The entries below contain a line with "for export in" and a line with "fn encode_code(code: &Code, bytes: &mut". Retype exactly everything from the first down to the second, both included, and nothing else.
[[ SUPPLIED INFORMATION open ]]
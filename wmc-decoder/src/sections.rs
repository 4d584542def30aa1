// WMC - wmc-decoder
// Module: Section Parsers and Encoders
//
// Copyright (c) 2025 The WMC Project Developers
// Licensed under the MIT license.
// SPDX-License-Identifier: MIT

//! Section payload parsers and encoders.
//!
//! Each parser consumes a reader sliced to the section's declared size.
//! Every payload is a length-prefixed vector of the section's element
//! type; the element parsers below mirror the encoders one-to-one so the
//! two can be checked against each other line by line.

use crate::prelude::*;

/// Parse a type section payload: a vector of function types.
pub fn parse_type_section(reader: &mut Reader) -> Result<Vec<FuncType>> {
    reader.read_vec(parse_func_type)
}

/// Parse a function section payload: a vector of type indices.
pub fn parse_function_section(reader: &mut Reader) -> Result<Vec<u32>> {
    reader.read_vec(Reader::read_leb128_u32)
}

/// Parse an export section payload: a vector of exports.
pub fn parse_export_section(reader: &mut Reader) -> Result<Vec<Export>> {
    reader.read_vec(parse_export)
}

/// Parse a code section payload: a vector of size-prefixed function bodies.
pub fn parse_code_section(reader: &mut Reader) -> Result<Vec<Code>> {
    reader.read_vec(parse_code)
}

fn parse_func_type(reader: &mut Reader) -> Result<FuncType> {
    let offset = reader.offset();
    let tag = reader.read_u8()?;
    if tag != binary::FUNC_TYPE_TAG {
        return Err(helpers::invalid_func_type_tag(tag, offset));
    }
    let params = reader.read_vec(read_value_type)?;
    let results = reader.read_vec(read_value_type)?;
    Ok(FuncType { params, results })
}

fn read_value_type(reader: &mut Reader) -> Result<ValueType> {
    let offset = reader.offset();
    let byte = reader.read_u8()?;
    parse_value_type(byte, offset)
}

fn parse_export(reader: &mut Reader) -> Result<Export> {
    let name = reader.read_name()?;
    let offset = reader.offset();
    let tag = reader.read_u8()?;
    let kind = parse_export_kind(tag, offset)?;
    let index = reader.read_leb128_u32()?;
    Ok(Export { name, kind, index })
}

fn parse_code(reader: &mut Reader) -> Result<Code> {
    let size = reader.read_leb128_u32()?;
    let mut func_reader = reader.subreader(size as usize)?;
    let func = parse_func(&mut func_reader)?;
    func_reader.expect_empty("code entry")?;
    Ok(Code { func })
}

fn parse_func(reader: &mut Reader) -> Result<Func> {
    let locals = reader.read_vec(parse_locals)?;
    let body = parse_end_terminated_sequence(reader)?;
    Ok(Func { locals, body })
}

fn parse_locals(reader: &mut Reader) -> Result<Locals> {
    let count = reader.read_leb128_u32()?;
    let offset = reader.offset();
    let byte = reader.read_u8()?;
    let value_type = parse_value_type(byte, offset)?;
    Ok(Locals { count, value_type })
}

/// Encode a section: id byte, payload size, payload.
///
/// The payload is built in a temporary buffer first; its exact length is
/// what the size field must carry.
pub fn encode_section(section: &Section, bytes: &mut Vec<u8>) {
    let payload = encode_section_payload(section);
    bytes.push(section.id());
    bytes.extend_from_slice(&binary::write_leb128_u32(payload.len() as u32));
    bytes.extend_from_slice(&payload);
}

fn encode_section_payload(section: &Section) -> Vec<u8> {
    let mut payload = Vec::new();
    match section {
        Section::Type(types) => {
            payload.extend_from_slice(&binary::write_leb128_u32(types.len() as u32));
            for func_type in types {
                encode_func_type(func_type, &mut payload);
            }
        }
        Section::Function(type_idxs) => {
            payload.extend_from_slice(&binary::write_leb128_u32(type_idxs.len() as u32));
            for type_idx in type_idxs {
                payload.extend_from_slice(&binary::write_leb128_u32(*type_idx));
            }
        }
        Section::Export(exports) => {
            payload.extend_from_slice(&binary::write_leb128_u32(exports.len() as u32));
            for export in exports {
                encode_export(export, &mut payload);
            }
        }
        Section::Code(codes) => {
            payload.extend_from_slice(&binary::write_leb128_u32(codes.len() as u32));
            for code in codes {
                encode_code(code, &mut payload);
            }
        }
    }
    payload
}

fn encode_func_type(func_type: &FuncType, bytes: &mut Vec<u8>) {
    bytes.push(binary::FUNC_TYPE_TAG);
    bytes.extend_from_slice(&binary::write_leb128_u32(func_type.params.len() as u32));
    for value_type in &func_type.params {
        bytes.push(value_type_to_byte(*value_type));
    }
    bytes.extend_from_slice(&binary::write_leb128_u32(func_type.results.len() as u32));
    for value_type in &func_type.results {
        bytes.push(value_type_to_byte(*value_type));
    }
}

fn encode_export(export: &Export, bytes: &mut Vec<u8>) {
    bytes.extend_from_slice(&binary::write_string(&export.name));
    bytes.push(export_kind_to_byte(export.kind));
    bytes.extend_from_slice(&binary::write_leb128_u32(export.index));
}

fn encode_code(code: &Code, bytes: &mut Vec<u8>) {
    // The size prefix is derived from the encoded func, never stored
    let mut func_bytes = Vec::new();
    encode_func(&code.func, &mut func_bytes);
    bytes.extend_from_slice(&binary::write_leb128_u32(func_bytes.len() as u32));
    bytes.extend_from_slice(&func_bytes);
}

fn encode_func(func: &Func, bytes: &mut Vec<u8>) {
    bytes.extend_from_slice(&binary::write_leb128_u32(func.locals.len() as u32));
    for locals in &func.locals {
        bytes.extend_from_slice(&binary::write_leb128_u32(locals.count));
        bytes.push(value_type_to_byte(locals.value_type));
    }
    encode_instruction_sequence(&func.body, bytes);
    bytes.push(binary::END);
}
[[ SUPPLIED INFORMATION closed ]]
[[ SUPPLIED INFORMATION open ]]
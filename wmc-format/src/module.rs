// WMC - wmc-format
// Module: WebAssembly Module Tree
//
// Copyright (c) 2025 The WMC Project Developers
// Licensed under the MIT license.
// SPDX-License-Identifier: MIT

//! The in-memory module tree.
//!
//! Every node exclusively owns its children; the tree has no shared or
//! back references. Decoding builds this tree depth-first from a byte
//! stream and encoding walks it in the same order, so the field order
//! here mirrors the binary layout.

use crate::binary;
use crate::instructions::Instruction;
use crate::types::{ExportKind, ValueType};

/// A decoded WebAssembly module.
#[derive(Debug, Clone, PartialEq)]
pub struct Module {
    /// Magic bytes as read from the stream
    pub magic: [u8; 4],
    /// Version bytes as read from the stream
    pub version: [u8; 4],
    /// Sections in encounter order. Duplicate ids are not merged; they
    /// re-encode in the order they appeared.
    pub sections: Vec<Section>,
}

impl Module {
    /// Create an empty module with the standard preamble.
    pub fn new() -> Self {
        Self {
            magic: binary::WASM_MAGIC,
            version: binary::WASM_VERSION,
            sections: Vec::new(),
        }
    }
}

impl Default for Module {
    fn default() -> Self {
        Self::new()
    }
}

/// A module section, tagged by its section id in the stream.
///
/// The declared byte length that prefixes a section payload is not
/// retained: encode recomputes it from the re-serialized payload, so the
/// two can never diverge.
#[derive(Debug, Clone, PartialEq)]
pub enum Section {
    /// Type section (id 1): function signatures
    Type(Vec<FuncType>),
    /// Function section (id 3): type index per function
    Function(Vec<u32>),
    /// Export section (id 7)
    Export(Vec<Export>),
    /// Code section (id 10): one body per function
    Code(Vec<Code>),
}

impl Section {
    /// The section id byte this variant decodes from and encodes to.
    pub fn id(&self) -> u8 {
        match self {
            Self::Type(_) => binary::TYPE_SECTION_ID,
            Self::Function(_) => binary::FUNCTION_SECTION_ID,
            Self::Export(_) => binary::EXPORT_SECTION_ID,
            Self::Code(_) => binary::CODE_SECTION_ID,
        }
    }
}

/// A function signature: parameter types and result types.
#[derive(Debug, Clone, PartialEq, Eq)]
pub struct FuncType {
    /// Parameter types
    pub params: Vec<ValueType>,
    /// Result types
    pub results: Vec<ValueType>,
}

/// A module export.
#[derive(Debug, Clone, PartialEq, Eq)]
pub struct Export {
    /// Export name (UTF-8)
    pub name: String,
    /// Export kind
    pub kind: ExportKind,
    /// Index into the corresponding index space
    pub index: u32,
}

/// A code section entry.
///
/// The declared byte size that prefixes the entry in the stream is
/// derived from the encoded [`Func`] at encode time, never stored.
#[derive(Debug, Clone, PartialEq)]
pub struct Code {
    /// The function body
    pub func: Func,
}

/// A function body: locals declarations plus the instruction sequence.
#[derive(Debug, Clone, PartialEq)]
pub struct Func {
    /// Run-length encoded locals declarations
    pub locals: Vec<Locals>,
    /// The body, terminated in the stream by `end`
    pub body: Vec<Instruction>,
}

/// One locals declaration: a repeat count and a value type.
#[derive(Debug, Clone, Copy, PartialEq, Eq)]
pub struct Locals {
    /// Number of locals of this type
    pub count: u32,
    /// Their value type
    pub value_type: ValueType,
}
[[ SUPPLIED INFORMATION closed ]]
* _RESULT FOR THIS EXERCISE_
            for export in exports {
                encode_export(export, &mut payload);
            }
        }
        Section::Code(codes) => {
            payload.extend_from_slice(&binary::write_leb128_u32(codes.len() as u32));
            for code in codes {
                encode_code(code, &mut payload);
            }
        }
    }
    payload
}

fn encode_func_type(func_type: &FuncType, bytes: &mut Vec<u8>) {
    bytes.push(binary::FUNC_TYPE_TAG);
    bytes.extend_from_slice(&binary::write_leb128_u32(func_type.params.len() as u32));
    for value_type in &func_type.params {
        bytes.push(value_type_to_byte(*value_type));
    }
    bytes.extend_from_slice(&binary::write_leb128_u32(func_type.results.len() as u32));
    for value_type in &func_type.results {
        bytes.push(value_type_to_byte(*value_type));
    }
}

fn encode_export(export: &Export, bytes: &mut Vec<u8>) {
    bytes.extend_from_slice(&binary::write_string(&export.name));
    bytes.push(export_kind_to_byte(export.kind));
    bytes.extend_from_slice(&binary::write_leb128_u32(export.index));
}

fn encode_code(code: &Code, bytes: &mut Vec<u8>) {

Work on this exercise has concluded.